▸ Problem to solve: Transcribe the records below exactly as written, from the opening line through the line that contains "#[derive(Debug, Clone, Copy, Default, PartialEq, Eq)]".

Records excerpted from a collection
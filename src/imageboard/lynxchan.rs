use std::io::Read;

use lazy_static::lazy_static;
use log::error;
use regex::Regex;
use serde::Deserialize;

use super::common::null_as_default;
use super::ChanDecoder;
use crate::model::{
    BookmarkPost, HttpIcon, PostBuilder, PostImageBuilder, StickyThread, ThreadBookmarkInfo,
    ThreadDescriptor,
};
use crate::reader::ReadingProcessor;
use crate::site::{Board, Site};
use crate::Error;

/// LynxChan's JSON API.
#[derive(Debug, Clone, Copy, Default, PartialEq, Eq)]
pub struct Lynxchan;

#[derive(Debug, Default, Deserialize)]
#[serde(default, rename_all = "camelCase")]
struct LynxPost {
    #[serde(rename = "id")]
    poster_id: Option<String>,
    signed_role: Option<String>,
    name: Option<String>,
    thread_id: Option<u64>,
    post_id: Option<u64>,
    subject: Option<String>,
    markdown: Option<String>,
    locked: Option<bool>,
    pinned: Option<bool>,
    cyclic: Option<bool>,
    #[serde(deserialize_with = "null_as_default")]
    files: Vec<LynxFile>,
    omitted_files: Option<u32>,
    creation: Option<String>,
    flag: Option<String>,
    flag_code: Option<String>,
    flag_name: Option<String>,
    // Before LynxChan 2.7.0
    ommited_posts: Option<u32>,
    omitted_posts: Option<u32>,
    #[serde(deserialize_with = "null_as_default")]
    posts: Vec<LynxPost>,
}

#[derive(Debug, Deserialize)]
#[serde(rename_all = "camelCase")]
struct LynxCatalogPage {
    #[serde(default)]
    page_count: u32,
    #[serde(default, deserialize_with = "null_as_default")]
    threads: Vec<LynxPost>,
}

#[derive(Debug, Deserialize)]
#[serde(rename_all = "camelCase")]
struct LynxFile {
    original_name: String,
    path: String,
    thumb: String,
    mime: String,
    #[serde(default)]
    size: u64,
    width: Option<u32>,
    height: Option<u32>,
}

impl LynxFile {
    fn into_image(self) -> Option<PostImageBuilder> {
        lazy_static! {
            static ref HASH: Regex = Regex::new(r"\W([0-9a-fA-F]+)\W").unwrap();
        }

        let hash = match HASH.captures(&self.path) {
            Some(cap) => cap[1].to_string(),
            None => {
                error!("Failed to extract a file hash from path '{}'", self.path);
                return None;
            }
        };

        let path_ext = self
            .path
            .rsplit_once('.')
            .map(|(_, ext)| ext.to_ascii_lowercase())
            .filter(|ext| !ext.is_empty() && !ext.contains('/'));
        let extension = match (mime_guess::get_mime_extensions_str(&self.mime), path_ext) {
            (Some(exts), Some(ext)) if exts.contains(&ext.as_str()) => ext,
            (Some(exts), path_ext) => match exts.first() {
                Some(ext) => ext.to_string(),
                None => path_ext?,
            },
            (None, Some(ext)) => ext,
            (None, None) => {
                error!("Failed to extract a file extension from '{}'", self.path);
                return None;
            }
        };

        let suffix = format!(".{}", extension);
        let filename = crate::parser::unescape(&self.original_name);
        let filename = filename
            .strip_suffix(suffix.as_str())
            .map(str::to_string)
            .unwrap_or(filename);

        Some(
            PostImageBuilder {
                server_filename: Some(hash.clone()),
                filename: Some(filename),
                extension: Some(extension),
                width: self.width.unwrap_or(0),
                height: self.height.unwrap_or(0),
                size: self.size,
                spoiler: false,
                file_hash: Some(hash),
                args: Vec::with_capacity(2),
            }
            .arg("path", self.path.trim_start_matches('/'))
            .arg("thumb", self.thumb.trim_start_matches('/')),
        )
    }
}

fn parse_creation(creation: &Option<String>) -> Result<i64, Error> {
    match creation {
        Some(c) => chrono::DateTime::parse_from_rfc3339(c)
            .map(|dt| dt.timestamp())
            .map_err(|err| Error::parse(format!("bad creation date '{}': {}", c, err))),
        None => Ok(0),
    }
}

fn process_posts(
    posts: Vec<LynxPost>,
    reading_catalog: bool,
    processor: &ReadingProcessor,
    site: &Site,
    board: &Board,
) -> Result<(), Error> {
    let mut original_post_id = None;
    let mut builders = Vec::with_capacity(posts.len());

    for post in posts {
        let op = post.thread_id.is_some();
        if original_post_id.is_none() {
            original_post_id = post.thread_id;
        }
        let post_no = post
            .thread_id
            .or(post.post_id)
            .ok_or_else(|| Error::parse("post has neither threadId nor postId"))?;

        let mut b = PostBuilder::new(board.descriptor().clone());
        b.post_no = Some(post_no);
        b.op = op;
        b.op_id = if reading_catalog {
            post_no
        } else {
            original_post_id.unwrap_or(0)
        };
        b.timestamp = parse_creation(&post.creation)?;
        b.last_modified = b.timestamp;

        if op {
            b.sticky = post.pinned.unwrap_or(false);
            b.closed = post.locked.unwrap_or(false);
            b.endless = post.cyclic.unwrap_or(false);
            if reading_catalog {
                let omitted = post.omitted_posts.or(post.ommited_posts).unwrap_or(0);
                b.replies = (post.posts.len() as u32).saturating_add(omitted);
            }
            b.thread_images = post.omitted_files.unwrap_or(0);
        }

        b.moderator_capcode = post.signed_role;
        b.name = post.name;
        b.subject = post.subject;
        b.comment = post.markdown.unwrap_or_default();
        b.poster_id = post.poster_id;

        match (post.flag, post.flag_code, post.flag_name) {
            (Some(flag), Some(code), Some(name))
                if !flag.is_empty() && !code.is_empty() && !name.is_empty() =>
            {
                let icon = HttpIcon::from_template(
                    site,
                    board,
                    "country",
                    format!("{}/{}", name, code.trim_start_matches('-')),
                    &[("flag_path", flag.trim_start_matches('/').to_string())],
                )?;
                if let Some(icon) = icon {
                    b.add_http_icon(icon);
                }
            }
            _ => (),
        }

        let mut images = Vec::with_capacity(post.files.len());
        for file in post.files {
            if let Some(image) = file.into_image() {
                images.push(image.build(site, board)?);
            }
        }
        b.images = images;

        if op && !reading_catalog {
            processor.set_op(b.thread_meta());
        }
        builders.push(b);
    }

    processor.add_many_posts(builders);
    Ok(())
}

#[derive(Debug, Default, Deserialize)]
#[serde(default, rename_all = "camelCase")]
struct LynxBookmarkPost {
    thread_id: Option<u64>,
    post_id: Option<u64>,
    message: Option<String>,
    locked: Option<bool>,
    pinned: Option<bool>,
    auto_sage: Option<bool>,
    #[serde(deserialize_with = "null_as_default")]
    posts: Vec<LynxBookmarkPost>,
}

impl LynxBookmarkPost {
    fn to_bookmark_post(&self) -> Option<BookmarkPost> {
        let comment = self.message.clone().unwrap_or_default();
        match (self.thread_id, self.post_id) {
            (Some(thread_id), _) => {
                let sticky = StickyThread::create(self.pinned.unwrap_or(false), None);
                Some(BookmarkPost::OriginalPost {
                    post_no: thread_id,
                    closed: self.locked.unwrap_or(false),
                    archived: false,
                    bump_limit: self.auto_sage.unwrap_or(false) && !sticky.is_sticky(),
                    image_limit: false,
                    sticky,
                    comment,
                })
            }
            (None, Some(post_id)) => Some(BookmarkPost::RegularPost {
                post_no: post_id,
                comment,
            }),
            (None, None) => {
                error!("Error reading bookmark post, it has neither threadId nor postId");
                None
            }
        }
    }
}

impl ChanDecoder for Lynxchan {
    fn load_thread<R: Read>(
        &self,
        body: R,
        processor: &ReadingProcessor,
        site: &Site,
        board: &Board,
    ) -> Result<(), Error> {
        let mut thread: LynxPost = serde_json::from_reader(body)?;
        let replies = std::mem::take(&mut thread.posts);
        let mut posts = Vec::with_capacity(1 + replies.len());
        posts.push(thread);
        posts.extend(replies);
        process_posts(posts, false, processor, site, board)
    }

    fn load_catalog<R: Read>(
        &self,
        body: R,
        processor: &ReadingProcessor,
        site: &Site,
        board: &Board,
    ) -> Result<(), Error> {
        let page: LynxCatalogPage = serde_json::from_reader(body)?;
        log::debug!(
            "Read {} catalog threads from {} ({} pages)",
            page.threads.len(),
            board.descriptor(),
            page.page_count
        );
        process_posts(page.threads, true, processor, site, board)
    }

    fn read_bookmark_info<R: Read>(
        &self,
        thread: &ThreadDescriptor,
        expected_capacity: usize,
        body: R,
    ) -> Result<ThreadBookmarkInfo, Error> {
        let info: LynxBookmarkPost = serde_json::from_reader(body)?;
        let mut posts = Vec::with_capacity(expected_capacity.max(1 + info.posts.len()));
        posts.extend(
            std::iter::once(&info)
                .chain(info.posts.iter())
                .filter_map(LynxBookmarkPost::to_bookmark_post),
        );
        ThreadBookmarkInfo::new(thread.clone(), posts)
    }
}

▸ Solution to this problem:
filename src/imageboard/lynxchan.rs
use std::io::Read;

use lazy_static::lazy_static;
use log::error;
use regex::Regex;
use serde::Deserialize;

use super::common::null_as_default;
use super::ChanDecoder;
use crate::model::{
    BookmarkPost, HttpIcon, PostBuilder, PostImageBuilder, StickyThread, ThreadBookmarkInfo,
    ThreadDescriptor,
};
use crate::reader::ReadingProcessor;
use crate::site::{Board, Site};
use crate::Error;

/// LynxChan's JSON API.
#[derive(Debug, Clone, Copy, Default, PartialEq, Eq)]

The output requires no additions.